These outbursts date almost all from the time of the Diet of Augsburg, or that immediately succeeding it. They might, however, be compared with some earlier utterances not one whit less full of fanaticism; for instance, where he says to the Elector, in 1522: “Not only the spiritual but also the secular power must yield to the Evangel, whether willingly or unwillingly”;[341] or the opening sentences of his “Bull of the Evening Feed of our Most Holy Lord the Pope” (1522): “After having had to put up with so many hawkers of bulls, cardinals ... and the countless horde of extortioners and swindlers and knaves whom the Rhine would hardly suffice to drown ...!”[342]
A flood of rage and passionate enthusiasm for his mission finds vent in these words: “If they hope ever to exterminate the Turks they must begin with the Pope.”[343] “The Pope drives the whole world from the Christian faith to his devilish lies, so that the Pope’s rule is ten times worse than that of the Turk for both body and soul.”[344]
Previous to this, in February, 1519, he reveals in the following words the agitation and ferment going on within him: “I adjure you,” he says to his friend Spalatin, “if you would think aright of the Evangel, not to imagine that such a cause can be fought out without tumults, scandal and rebellion. You cannot make a pen out of a sword, or peace of war. The Word of God is a sword, war, ruin, scandal, destruction, poison and, as we read in the Old Covenant, ‘Like to a bear in the road and a lioness in the wood,’ so it withstands the sons of Ephraim.”[345]

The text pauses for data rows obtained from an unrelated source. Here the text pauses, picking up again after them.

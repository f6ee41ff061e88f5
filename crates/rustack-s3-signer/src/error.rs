//! Error types for SigV4 signing.
//!
//! All signing failures are represented by [`SignError`]. Signing never performs
//! I/O, so every variant describes malformed input rather than a remote failure.

/// Errors that can occur while signing a request, presigning a URL, or signing a
/// POST policy.
#[derive(Debug, thiserror::Error)]
pub enum SignError {
    /// The presign expiry is outside the accepted `1..=604800` seconds window.
    #[error("invalid presign expiry: {0} seconds (must be between 1 and 604800)")]
    InvalidExpiry(u64),

    /// A signed header carries a value that is not visible ASCII.
    #[error("invalid value for header: {0}")]
    InvalidHeaderValue(String),

    /// A header listed as signed is absent from the request.
    #[error("missing required header: {0}")]
    MissingHeader(String),

    /// The request URI has no authority, so no `host` header can be derived.
    #[error("request URI has no host")]
    MissingHost,

    /// The request URI cannot be turned into an absolute URL.
    #[error("invalid request URI: {0}")]
    InvalidUri(String),

    /// The POST policy is incomplete or cannot be serialized.
    #[error("invalid POST policy: {0}")]
    InvalidPolicy(String),
}

/// Convenience result type for signing operations.
pub type SignResult<T> = Result<T, SignError>;
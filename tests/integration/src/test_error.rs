//! Error mapping integration tests.

#[cfg(test)]
mod tests {
    use http::{Method, StatusCode};
    use rustack_s3_client::{DispatchRequest, S3ClientError};

    use crate::{cleanup_bucket, create_test_bucket, s3_client};

    #[tokio::test]
    #[ignore = "requires running server"]
    async fn test_should_map_missing_key_to_http_error() {
        let client = s3_client();
        let bucket = create_test_bucket(&client, "missing").await;

        let err = client
            .execute(
                DispatchRequest::builder()
                    .method(Method::GET)
                    .bucket(bucket.as_str())
                    .object("does-not-exist.txt")
                    .build(),
            )
            .await
            .unwrap_err();

        match err {
            S3ClientError::Http { status, body, .. } => {
                assert_eq!(status, StatusCode::NOT_FOUND);
                assert!(body.unwrap_or_default().contains("NoSuchKey"));
            }
            other => panic!("expected HTTP error, got {other:?}"),
        }

        cleanup_bucket(&client, &bucket, &[]).await;
    }

    #[tokio::test]
    #[ignore = "requires running server"]
    async fn test_should_return_no_body_for_streaming_error() {
        let client = s3_client();

        let err = client
            .execute_streaming(
                DispatchRequest::builder()
                    .method(Method::GET)
                    .bucket(crate::test_bucket_name("absent"))
                    .object("key.txt")
                    .build(),
            )
            .await
            .unwrap_err();

        assert!(matches!(
            err,
            S3ClientError::Http {
                status: StatusCode::NOT_FOUND,
                body: None,
                ..
            }
        ));
    }
}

No Apostle or Prophet ever laid claim to a Divine authorisation for their preaching in language so violent. Indeed, mere phrases and extracts from his writings scarcely suffice to give a true picture of the intensity of his prepossession for his supposed Divine calling and of his furious hatred of his opponents. It would, in fact, be necessary to read in their entirety certain of his polemical works. That they have not done so is the explanation why so many know only a polished Luther and have scarcely an inkling of the fierceness of the struggle which centred round his consciousness of a Divine mission, and of the depth of his animosity against those who dared to gainsay him.
Nor was this consciousness of his without its effects on those around him. During the long years of his public life, it kindled the passion of thousands and contributed largely to the Peasant Revolt and the unhappy religious wars which followed later. Indirectly it was also productive of disaster for the Empire by forcing it to make terms with the turbulent elements within, and by preventing it from displaying a united front against the Turks and other enemies without. On the other hand, in the case of very many who honestly looked on Luther as a real reformer of the Church, it also served to infuse into them new enthusiasm for what they deemed the Christian cause.
Its effect on Luther’s character in later life was such as to make him, in his writings to the German people, rave like a maniac of the different forms of death best suited for Pope and Cardinals, viz. being hanged on the gallows with their tongues torn out, being drowned in the Tyrrhenean Sea, or “flayed alive.”[346] “How my flesh creeps and how my blood boils,” he cries, after one such outburst.[347]
If we remember the frenzy with which he carried out his religious enterprise, the high tension at which he ever worked and his inexhaustible source of eloquence, it is easy to fancy ourselves face to face with something more than human. The real nature of the spirit which, throughout Luther’s life, was ever so frantically at work within him, must for ever remain a secret. One eye alone, that of the All-seeing, can pierce these depths. Anxious Catholic contemporaries of Luther’s strongly suspected that they had to deal with one possessed by the evil spirit. This opinion was openly voiced, first by Johann Nathin, Luther’s contemporary at the Erfurt monastery, by Emser, Cochlæus, Dungersheim and certain other early opponents, and then by several others whose testimony will be heard later (vol. iv., xxvii., 1).
Catholic contemporaries also urged that his claim to a Divine mission was mere impudence. A simple monk, hitherto quite unknown to the world, so they said, breaks his vows and dares to set himself in opposition to the universal Church. A man, whose repute was not of the best, and who not only lacked any higher attestation, but actually exhibited in his doctrine of evangelical freedom, in the disorderly lives of his followers and in the dissensions promoted by his fanatical and stormy rhetoric, those very signs which our Redeemer had warned His disciples would follow false prophets—such a man, they argued, could surely not be a reformer, but was rather a destroyer, of Christendom; he perceives not that the Church, for all her present abuses and corruption, has nevertheless all down the ages scattered throughout the world the Divine blessings committed to her care by a promise which shall never fail, and that she will soon rise again purer and more beautiful than ever, for the lasting benefit of mankind.
Luther, on the contrary, sought to base his claim to a Divine mission on the abuses rampant in Popery, which, he would have it, was altogether under the dominion of the devil and quite beyond redemption.